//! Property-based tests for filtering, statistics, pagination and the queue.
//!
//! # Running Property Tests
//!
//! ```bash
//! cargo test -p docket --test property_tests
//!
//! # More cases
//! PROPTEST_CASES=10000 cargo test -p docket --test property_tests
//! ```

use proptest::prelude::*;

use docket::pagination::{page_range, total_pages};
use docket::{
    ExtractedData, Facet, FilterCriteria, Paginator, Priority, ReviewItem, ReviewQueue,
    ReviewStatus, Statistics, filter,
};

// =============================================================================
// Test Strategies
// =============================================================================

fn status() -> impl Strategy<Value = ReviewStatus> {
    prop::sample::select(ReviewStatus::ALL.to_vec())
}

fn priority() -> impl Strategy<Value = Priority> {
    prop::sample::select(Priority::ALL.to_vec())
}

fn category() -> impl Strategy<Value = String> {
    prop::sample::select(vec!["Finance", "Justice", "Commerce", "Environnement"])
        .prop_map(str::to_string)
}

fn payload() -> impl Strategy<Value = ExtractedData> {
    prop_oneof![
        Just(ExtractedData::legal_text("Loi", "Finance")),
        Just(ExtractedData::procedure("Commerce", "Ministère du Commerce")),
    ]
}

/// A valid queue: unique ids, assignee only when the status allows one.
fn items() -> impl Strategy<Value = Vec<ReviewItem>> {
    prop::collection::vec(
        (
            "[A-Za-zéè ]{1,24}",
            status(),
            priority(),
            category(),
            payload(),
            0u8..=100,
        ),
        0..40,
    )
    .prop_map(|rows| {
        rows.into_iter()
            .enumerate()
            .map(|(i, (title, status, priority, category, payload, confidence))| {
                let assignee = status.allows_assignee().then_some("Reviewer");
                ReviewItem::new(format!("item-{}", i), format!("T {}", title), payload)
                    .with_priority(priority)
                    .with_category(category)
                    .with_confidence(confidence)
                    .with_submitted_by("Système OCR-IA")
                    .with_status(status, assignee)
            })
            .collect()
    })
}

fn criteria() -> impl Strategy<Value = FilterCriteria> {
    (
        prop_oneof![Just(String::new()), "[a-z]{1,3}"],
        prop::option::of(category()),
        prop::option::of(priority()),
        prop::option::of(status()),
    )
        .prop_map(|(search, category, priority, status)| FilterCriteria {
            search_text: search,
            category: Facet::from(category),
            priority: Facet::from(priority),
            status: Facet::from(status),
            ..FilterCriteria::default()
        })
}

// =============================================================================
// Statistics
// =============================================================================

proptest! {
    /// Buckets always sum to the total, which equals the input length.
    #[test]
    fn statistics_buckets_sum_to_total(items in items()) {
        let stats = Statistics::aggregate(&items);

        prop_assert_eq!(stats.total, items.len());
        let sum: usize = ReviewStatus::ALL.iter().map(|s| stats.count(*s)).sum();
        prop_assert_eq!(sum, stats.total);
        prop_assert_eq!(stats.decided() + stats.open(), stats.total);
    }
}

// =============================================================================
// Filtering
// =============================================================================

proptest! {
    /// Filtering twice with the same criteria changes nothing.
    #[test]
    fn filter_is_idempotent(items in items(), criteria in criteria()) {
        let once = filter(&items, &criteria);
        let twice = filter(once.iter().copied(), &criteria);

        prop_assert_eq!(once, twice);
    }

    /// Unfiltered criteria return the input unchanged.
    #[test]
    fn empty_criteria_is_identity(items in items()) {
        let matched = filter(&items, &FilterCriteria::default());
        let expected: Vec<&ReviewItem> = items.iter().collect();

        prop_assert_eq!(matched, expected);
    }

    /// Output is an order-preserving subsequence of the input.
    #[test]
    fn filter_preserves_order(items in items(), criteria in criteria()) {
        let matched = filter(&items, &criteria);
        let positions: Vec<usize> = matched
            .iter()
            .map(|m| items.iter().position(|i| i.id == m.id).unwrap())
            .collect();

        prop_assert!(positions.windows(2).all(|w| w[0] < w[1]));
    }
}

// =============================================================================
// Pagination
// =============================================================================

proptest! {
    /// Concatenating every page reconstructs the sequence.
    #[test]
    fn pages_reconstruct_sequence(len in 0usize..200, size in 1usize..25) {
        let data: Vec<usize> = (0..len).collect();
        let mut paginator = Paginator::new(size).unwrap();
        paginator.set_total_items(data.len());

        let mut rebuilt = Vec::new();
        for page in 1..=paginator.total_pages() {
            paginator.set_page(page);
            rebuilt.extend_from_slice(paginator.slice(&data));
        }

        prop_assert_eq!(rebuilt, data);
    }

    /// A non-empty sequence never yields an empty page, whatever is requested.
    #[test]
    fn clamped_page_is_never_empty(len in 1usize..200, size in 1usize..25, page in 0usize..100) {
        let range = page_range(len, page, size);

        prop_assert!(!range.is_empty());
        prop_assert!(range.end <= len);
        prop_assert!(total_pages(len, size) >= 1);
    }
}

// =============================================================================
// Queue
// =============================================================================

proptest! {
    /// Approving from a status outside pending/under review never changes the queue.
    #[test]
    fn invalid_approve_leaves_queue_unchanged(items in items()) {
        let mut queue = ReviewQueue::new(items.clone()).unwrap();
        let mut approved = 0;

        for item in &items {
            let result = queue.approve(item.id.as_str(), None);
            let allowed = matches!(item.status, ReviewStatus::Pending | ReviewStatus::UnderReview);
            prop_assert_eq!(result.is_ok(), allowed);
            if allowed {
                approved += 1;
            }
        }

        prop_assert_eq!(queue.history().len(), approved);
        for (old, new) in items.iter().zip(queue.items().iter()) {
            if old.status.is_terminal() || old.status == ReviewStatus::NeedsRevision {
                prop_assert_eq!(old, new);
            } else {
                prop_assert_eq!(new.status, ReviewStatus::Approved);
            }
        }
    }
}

# Exercise requirements:
Extract from the listing above the lines between the line containing "prop::sample::select(ReviewStatus::ALL.to_vec())" and the line containing "fn category() ->", keeping both of those lines. Output nothing else.

# Exercise result:
    prop::sample::select(ReviewStatus::ALL.to_vec())
}

fn priority() -> impl Strategy<Value = Priority> {
    prop::sample::select(Priority::ALL.to_vec())
}

fn category() -> impl Strategy<Value = String> {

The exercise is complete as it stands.